By Andrew Booso
Aside from fastidious academic notions of the ‘West’, it is satisfactory for us to define the ‘West’ as “Europe and the largely English-speaking nations of North America, Australia and New Zealand”. The spirituality of Islam is a profound experiential reminder to human beings about their origin, reality, and ultimate destination. This call to the heart of things, quite literally, is the meaning of man. The beautiful religion of Islam is not the preserve of the Arabs, the Indians, the Turks, the Persians, the Africans or the Asians (in the American sense); but, rather, it is a universal call to universal man, and the West has every right to it. However, the West has, of late, been largely exposed to a warped view of Islam that often borders, and sometimes crosses, the limits of what appears to be psychological pathology; and which has hardly any glimpse of the touching spiritual tradition of Islam. All of this is all the more tragic when one considers how meaning and spirituality itself have been ravished by the tidal waves of unfettered materialism. In the process, this race towards materialism has not quenched the inner yearning of many in the West for meaning; a fact that has also meant that the failure to fill with the void with the spirituality of Islam has led to many pseudo notions of spirituality that are unable to provide a sip, never mind the full measure that man’s true nature requires.
Islamic spirituality is a vast science founded on the final revelation of God to man, the Qur’an, and the way of the final Messenger of God, Muhammad (may the peace and blessings of God be upon him). This call obligates faithfulness in its widest sense, to the letter and spirit of the law. The Sacred Law is the wise dictate of an All-Merciful Lord, Who said in the Qur’an: And [He] has not laid upon you in religion any hardship [22:78] and Allah desires for you ease; He desires not hardship for you [2:185]. The Qur’an is a spiritual healing: O mankind! There has come to you a counsel from your Lord, and a healing for what is in the breasts, and a guidance and a mercy to the believers [10:57]. The result of spiritual healing is the salvation that is the goal of man, as the Prophet Ibrahim (peace be upon him) is quoted as having said: My Lord!…abase me not on the day when they are raised, the day when wealth and sons avail not, save him who brings to Allah a heart that is whole [see 26:83-89].

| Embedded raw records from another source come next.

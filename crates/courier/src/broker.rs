//! Queue router: a thin publish/consume wrapper over one AMQP channel.
//!
//! Binds logical queue names to broker operations and enforces each
//! queue's durability/exclusivity policy at declaration time. Nothing here
//! retries: a failed publish surfaces to the caller, and a consumed
//! delivery is acked once the handler returns, whatever the handler did.

use std::future::Future;

use futures::StreamExt;
use lapin::options::{
    BasicAckOptions, BasicConsumeOptions, BasicPublishOptions, QueueDeclareOptions,
};
use lapin::types::FieldTable;
use lapin::{BasicProperties, Channel, Connection, ConnectionProperties};
use serde::Serialize;
use serde_json::Value;
use thiserror::Error;
use tracing::{debug, warn};

use courier_protocol::QueuePolicy;

#[derive(Debug, Error)]
pub enum BrokerError {
    #[error("broker connection failed: {0}")]
    Connect(#[source] lapin::Error),

    #[error("operation on queue `{queue}` failed: {source}")]
    Queue {
        queue: String,
        #[source]
        source: lapin::Error,
    },

    #[error("failed to encode payload for queue `{queue}`: {source}")]
    Encode {
        queue: String,
        #[source]
        source: serde_json::Error,
    },
}

/// Process-wide broker handle: one connection, one channel, reused for
/// every publish and for the command consumer.
pub struct Broker {
    // The channel is only usable while its connection lives.
    _connection: Connection,
    channel: Channel,
}

impl Broker {
    /// Connect to the broker and open the channel all queue operations
    /// run on.
    pub async fn connect(url: &str) -> Result<Self, BrokerError> {
        let connection = Connection::connect(url, ConnectionProperties::default())
            .await
            .map_err(BrokerError::Connect)?;
        let channel = connection
            .create_channel()
            .await
            .map_err(BrokerError::Connect)?;
        Ok(Self {
            _connection: connection,
            channel,
        })
    }

    async fn declare(&self, queue: &str, policy: QueuePolicy) -> Result<(), BrokerError> {
        let options = QueueDeclareOptions {
            durable: policy.durable,
            exclusive: policy.exclusive,
            ..QueueDeclareOptions::default()
        };
        self.channel
            .queue_declare(queue, options, FieldTable::default())
            .await
            .map(|_| ())
            .map_err(|source| BrokerError::Queue {
                queue: queue.to_string(),
                source,
            })
    }

    /// Serialize `payload` and enqueue it, declaring the queue durable and
    /// shared first.
    pub async fn publish<T: Serialize>(&self, queue: &str, payload: &T) -> Result<(), BrokerError> {
        self.publish_with(queue, QueuePolicy::durable_shared(), payload)
            .await
    }

    /// [`Broker::publish`] with an explicit declaration policy.
    pub async fn publish_with<T: Serialize>(
        &self,
        queue: &str,
        policy: QueuePolicy,
        payload: &T,
    ) -> Result<(), BrokerError> {
        self.declare(queue, policy).await?;
        let bytes = serde_json::to_vec(payload).map_err(|source| BrokerError::Encode {
            queue: queue.to_string(),
            source,
        })?;
        let confirm = self
            .channel
            .basic_publish(
                "",
                queue,
                BasicPublishOptions::default(),
                &bytes,
                BasicProperties::default(),
            )
            .await
            .map_err(|source| BrokerError::Queue {
                queue: queue.to_string(),
                source,
            })?;
        confirm.await.map_err(|source| BrokerError::Queue {
            queue: queue.to_string(),
            source,
        })?;
        debug!(queue, bytes = bytes.len(), "Published message");
        Ok(())
    }

    /// Declare `queue` with `policy`, then drive its delivery stream,
    /// invoking `handler` once per message.
    ///
    /// Each delivery is acked after the handler returns, regardless of
    /// what the handler did; failures belong in the handler's own logging.
    /// Runs until the delivery stream ends (connection or queue teardown).
    pub async fn consume<F, Fut>(
        &self,
        queue: &str,
        policy: QueuePolicy,
        handler: F,
    ) -> Result<(), BrokerError>
    where
        F: Fn(Value) -> Fut + Send + Sync,
        Fut: Future<Output = ()> + Send,
    {
        self.declare(queue, policy).await?;
        let mut deliveries = self
            .channel
            .basic_consume(
                queue,
                "",
                BasicConsumeOptions::default(),
                FieldTable::default(),
            )
            .await
            .map_err(|source| BrokerError::Queue {
                queue: queue.to_string(),
                source,
            })?;
        debug!(queue, "Consuming queue");

        while let Some(delivery) = deliveries.next().await {
            let delivery = match delivery {
                Ok(delivery) => delivery,
                Err(error) => {
                    warn!(queue, error = %error, "Delivery stream error");
                    continue;
                }
            };
            handler(decode_payload(&delivery.data)).await;
            if let Err(error) = delivery.ack(BasicAckOptions::default()).await {
                warn!(queue, error = %error, "Failed to ack delivery");
            }
        }
        Ok(())
    }
}

/// Decode a delivery body as JSON, degrading to the raw text on failure
/// rather than discarding the message.
pub fn decode_payload(data: &[u8]) -> Value {
    match serde_json::from_slice(data) {
        Ok(value) => value,
        Err(_) => Value::String(String::from_utf8_lossy(data).into_owned()),
    }
}
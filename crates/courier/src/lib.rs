//! Courier - bridges one Discord bot's gateway session to an AMQP broker.
//!
//! Inbound, relevant chat events are normalized and published to the shared
//! `inbox` queue; outbound, commands consumed from the bot's own transient
//! queue are validated, resolved against the gateway cache, and executed as
//! Discord actions.

pub mod broker;
pub mod config;
pub mod credentials;
pub mod gateway;
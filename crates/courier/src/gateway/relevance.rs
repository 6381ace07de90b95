//! Deciding whether an inbound event is worth forwarding at all.

use serenity::client::Context;
use serenity::model::channel::Message;
use serenity::model::id::{GuildId, RoleId, UserId};
use tracing::debug;

/// The three independent signals that make an event relevant.
///
/// Derived once per event and reused verbatim in the published payload,
/// so the consumer sees exactly the evaluation that let the event through.
#[derive(Debug, Clone, Copy, Default, PartialEq, Eq)]
pub struct RelevanceFlags {
    pub mentions_me: bool,
    pub is_reply_to_me: bool,
    pub mentions_my_role: bool,
}

impl RelevanceFlags {
    /// True when any signal fired.
    pub fn is_relevant(&self) -> bool {
        self.mentions_me || self.is_reply_to_me || self.mentions_my_role
    }

    /// Pure decision core over pre-resolved inputs.
    ///
    /// A self-authored event evaluates to all-false regardless of its
    /// mentions, so the bot can never feed on its own output.
    /// `referenced_author` is the author of the replied-to message when the
    /// event is a reply and that message resolved; `own_roles` is the
    /// bot's current role set in the event's guild. Outside guild context
    /// `own_roles` is empty, which disables only the role signal.
    pub fn evaluate(
        self_id: UserId,
        author_id: UserId,
        mentioned_users: &[UserId],
        referenced_author: Option<UserId>,
        mentioned_roles: &[RoleId],
        own_roles: &[RoleId],
    ) -> Self {
        if author_id == self_id {
            return Self::default();
        }
        Self {
            mentions_me: mentioned_users.contains(&self_id),
            is_reply_to_me: referenced_author == Some(self_id),
            mentions_my_role: mentioned_roles.iter().any(|role| own_roles.contains(role)),
        }
    }
}

/// Resolve the reply and role inputs over the network, then evaluate.
///
/// The referenced message is fetched when the gateway did not inline it,
/// and the bot's role set comes from the guild cache when the member is
/// cached, a member fetch otherwise. Either lookup failing degrades that
/// one signal to false, not the whole evaluation.
pub async fn evaluate_message(ctx: &Context, msg: &Message, self_id: UserId) -> RelevanceFlags {
    if msg.author.id == self_id {
        return RelevanceFlags::default();
    }

    let mentioned_users: Vec<UserId> = msg.mentions.iter().map(|user| user.id).collect();
    let referenced_author = referenced_author(ctx, msg).await;
    let own_roles = match msg.guild_id {
        // Only worth resolving when there are role mentions to test against.
        Some(guild_id) if !msg.mention_roles.is_empty() => {
            own_roles(ctx, guild_id, self_id).await
        }
        _ => Vec::new(),
    };

    RelevanceFlags::evaluate(
        self_id,
        msg.author.id,
        &mentioned_users,
        referenced_author,
        &msg.mention_roles,
        &own_roles,
    )
}

async fn referenced_author(ctx: &Context, msg: &Message) -> Option<UserId> {
    if let Some(referenced) = &msg.referenced_message {
        return Some(referenced.author.id);
    }
    let reference = msg.message_reference.as_ref()?;
    let message_id = reference.message_id?;
    match reference.channel_id.message(&ctx.http, message_id).await {
        Ok(message) => Some(message.author.id),
        Err(error) => {
            debug!(message = %message_id, error = %error, "Could not resolve replied-to message");
            None
        }
    }
}

async fn own_roles(ctx: &Context, guild_id: GuildId, self_id: UserId) -> Vec<RoleId> {
    let cached = ctx
        .cache
        .guild(guild_id)
        .and_then(|guild| guild.members.get(&self_id).map(|member| member.roles.clone()));
    if let Some(roles) = cached {
        return roles;
    }
    match guild_id.member(&ctx.http, self_id).await {
        Ok(member) => member.roles,
        Err(error) => {
            debug!(guild = %guild_id, error = %error, "Could not resolve own guild membership");
            Vec::new()
        }
    }
}

#[cfg(test)]
mod tests {
    use super::*;

    fn me() -> UserId {
        UserId::new(10)
    }

    fn other() -> UserId {
        UserId::new(20)
    }

    #[test]
    fn self_authored_events_are_never_relevant() {
        let flags = RelevanceFlags::evaluate(
            me(),
            me(),
            &[me()],
            Some(me()),
            &[RoleId::new(1)],
            &[RoleId::new(1)],
        );
        assert_eq!(flags, RelevanceFlags::default());
        assert!(!flags.is_relevant());
    }

    #[test]
    fn direct_mention_is_relevant() {
        let flags = RelevanceFlags::evaluate(me(), other(), &[me()], None, &[], &[]);
        assert!(flags.mentions_me);
        assert!(flags.is_relevant());
    }

    #[test]
    fn reply_to_own_message_is_relevant() {
        let flags = RelevanceFlags::evaluate(me(), other(), &[], Some(me()), &[], &[]);
        assert!(flags.is_reply_to_me);
        assert!(flags.is_relevant());
    }

    #[test]
    fn reply_to_someone_else_is_not() {
        let flags = RelevanceFlags::evaluate(me(), other(), &[], Some(other()), &[], &[]);
        assert!(!flags.is_relevant());
    }

    #[test]
    fn held_role_mention_is_relevant() {
        let shared = RoleId::new(7);
        let flags = RelevanceFlags::evaluate(
            me(),
            other(),
            &[],
            None,
            &[RoleId::new(3), shared],
            &[shared],
        );
        assert!(flags.mentions_my_role);
        assert!(flags.is_relevant());
    }

    #[test]
    fn unheld_role_mention_is_not() {
        let flags = RelevanceFlags::evaluate(
            me(),
            other(),
            &[],
            None,
            &[RoleId::new(3)],
            &[RoleId::new(7)],
        );
        assert!(!flags.is_relevant());
    }

    #[test]
    fn empty_role_set_disables_only_the_role_signal() {
        // Direct-message shape: no guild, so no roles, but an explicit
        // mention still counts.
        let flags =
            RelevanceFlags::evaluate(me(), other(), &[me()], None, &[RoleId::new(3)], &[]);
        assert!(flags.mentions_me);
        assert!(!flags.mentions_my_role);
        assert!(flags.is_relevant());
    }

    #[test]
    fn signals_are_independent() {
        let role = RoleId::new(9);
        let flags =
            RelevanceFlags::evaluate(me(), other(), &[me()], Some(me()), &[role], &[role]);
        assert!(flags.mentions_me && flags.is_reply_to_me && flags.mentions_my_role);
    }
}
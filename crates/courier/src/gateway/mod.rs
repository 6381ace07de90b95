//! The Discord half of the bridge.
//!
//! Inbound, gateway events flow through the relevance filter and the
//! normalizer before being published to the inbox queue:
//!
//! ```text
//!  messageCreate
//!      │  relevance::evaluate_message()      self-check, mention/reply/role
//!      ▼
//!  history fetch (≤ 100, degrades to empty)
//!      │
//!      ▼
//!  normalize()                               InboundEvent → InboxEnvelope
//!      │
//!      ▼
//!  Broker::publish("inbox", envelope)
//! ```
//!
//! Outbound, payloads consumed from `discord_<appId>` flow through the
//! dispatcher's validate → resolve guild → resolve channel → execute
//! pipeline back into gateway calls, chunked to platform size.

pub mod chunk;
pub mod dispatch;
pub mod handler;
pub mod normalize;
pub mod relevance;

pub use chunk::{MESSAGE_CHUNK_LIMIT, split_message};
pub use dispatch::{CommandDispatcher, DispatchError};
pub use handler::GatewayHandler;
pub use normalize::{InboundEvent, history_entry, normalize};
pub use relevance::RelevanceFlags;
//! Outbound command dispatch: queue payload in, gateway action out.
//!
//! One run per consumed command: validate the envelope, resolve the guild
//! in the live cache, resolve a text-bearing channel inside it, execute.
//! Every rejection is terminal for that command — no retry, no requeue —
//! and acknowledgment is the consumer's unconditional business.

use std::sync::Arc;

use serenity::cache::Cache;
use serenity::http::Http;
use serenity::model::channel::ChannelType;
use serenity::model::id::{ChannelId, GuildId};
use thiserror::Error;
use tracing::{debug, info};

use courier_protocol::{CodecError, CommandMethod, OutboundCommand};

use super::chunk::split_message;

/// Channel kinds a command may target. The platform exposes several
/// text-capable kinds, so this is an allow-set rather than a single type.
const ACCEPTED_CHANNEL_KINDS: [ChannelType; 3] = [
    ChannelType::Text,
    ChannelType::News,
    ChannelType::PublicThread,
];

/// Why a consumed command was dropped.
#[derive(Debug, Error)]
pub enum DispatchError {
    #[error("malformed command payload: {0}")]
    Malformed(#[from] CodecError),

    #[error("`{0}` is not a snowflake id")]
    BadId(String),

    #[error("guild {0} not found in gateway cache")]
    GuildNotFound(GuildId),

    #[error("channel {channel} not found in guild {guild}")]
    ChannelNotFound { guild: GuildId, channel: ChannelId },

    #[error("channel {channel} has kind {kind:?}, which cannot receive messages")]
    UnsupportedChannelKind {
        channel: ChannelId,
        kind: ChannelType,
    },

    #[error("sendMessage command carried no content")]
    NoContent,

    #[error("unknown command method `{0}`")]
    UnknownMethod(String),

    #[error("gateway call failed: {0}")]
    Gateway(#[from] serenity::Error),
}

/// Executes commands consumed from this bot's queue against the live
/// gateway connection.
#[derive(Clone)]
pub struct CommandDispatcher {
    http: Arc<Http>,
    cache: Arc<Cache>,
}

impl CommandDispatcher {
    pub fn new(http: Arc<Http>, cache: Arc<Cache>) -> Self {
        Self { http, cache }
    }

    /// Run one command through validate → resolve guild → resolve channel
    /// → execute.
    pub async fn dispatch(&self, payload: serde_json::Value) -> Result<(), DispatchError> {
        let command = OutboundCommand::from_value(&payload)?;
        let channel = self.resolve_channel(&command)?;
        self.execute(channel, &command).await
    }

    async fn execute(
        &self,
        channel: ChannelId,
        command: &OutboundCommand,
    ) -> Result<(), DispatchError> {
        match &command.method {
            CommandMethod::SendMessage => {
                self.send_message(channel, command.content.as_deref().unwrap_or_default())
                    .await
            }
            CommandMethod::SendTyping => {
                channel.broadcast_typing(&self.http).await?;
                debug!(channel = %channel, "Sent typing indicator");
                Ok(())
            }
            CommandMethod::Unknown(method) => Err(DispatchError::UnknownMethod(method.clone())),
        }
    }

    /// Chunk `content` and send the chunks strictly in order: each send is
    /// awaited before the next starts, so the platform preserves ordering.
    async fn send_message(&self, channel: ChannelId, content: &str) -> Result<(), DispatchError> {
        let chunks = split_message(content);
        if chunks.is_empty() {
            return Err(DispatchError::NoContent);
        }
        let parts = chunks.len();
        for chunk in chunks {
            channel.say(&self.http, chunk).await?;
        }
        info!(channel = %channel, parts, "Message sent to channel");
        Ok(())
    }

    /// Look the target up in the gateway cache: the guild must be live and
    /// the channel must exist in it — in the channel map or, for threads,
    /// the thread list — with a text-bearing kind.
    fn resolve_channel(&self, command: &OutboundCommand) -> Result<ChannelId, DispatchError> {
        let guild_id = GuildId::new(parse_snowflake(&command.guild_id)?);
        let channel_id = ChannelId::new(parse_snowflake(&command.channel_id)?);
        let guild = self
            .cache
            .guild(guild_id)
            .ok_or(DispatchError::GuildNotFound(guild_id))?;
        let kind = guild
            .channels
            .get(&channel_id)
            .map(|channel| channel.kind)
            .or_else(|| {
                guild
                    .threads
                    .iter()
                    .find(|thread| thread.id == channel_id)
                    .map(|thread| thread.kind)
            })
            .ok_or(DispatchError::ChannelNotFound {
                guild: guild_id,
                channel: channel_id,
            })?;
        if !ACCEPTED_CHANNEL_KINDS.contains(&kind) {
            return Err(DispatchError::UnsupportedChannelKind {
                channel: channel_id,
                kind,
            });
        }
        Ok(channel_id)
    }
}

fn parse_snowflake(raw: &str) -> Result<u64, DispatchError> {
    raw.parse::<u64>()
        .ok()
        .filter(|&id| id != 0)
        .ok_or_else(|| DispatchError::BadId(raw.to_string()))
}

Giles Fraser has articulated the modern Western understanding of ‘spirituality’ as ‘not about believing in anything too specific, other than in some nebulous sense of otherness or presence. It offers God without dogma’. Now one sees that Islamic spirituality is actually quite opposite to this. However, one should not see the contrast to the modern norm, as presented in Islam, as being an inhibiting of one’s freedom of expression. Indeed, the truth is that it is the liberation of any fancifulness that is, of a necessity, harmful to the true spirituality craved by every person, including those of the West. God says truly in the Qur’an: Those who believe and whose hearts find tranquillity in the remembrance of Allah. It is in the remembrance of Allah that hearts find tranquillity [13:28]. It is the remembrance of The Truth that bequeaths contentment, and not any pseudo spirituality nor attempt at merely entertaining and amusing one’s self to death.
Finally, it is a sad fact is that most Western non-Muslims have not had true exposure to Muslim people who uphold such an exalted character. When one talks to Muslim converts who have been deeply touched by such pious souls, one is further reminded of the necessity of teaching Islamic spirituality, so that more may partake of this wonderful feast that has filled so many of our very souls with joy for knowing our God and His final Messenger (may the peace and blessings of God be upon him). And the praise is all God’s!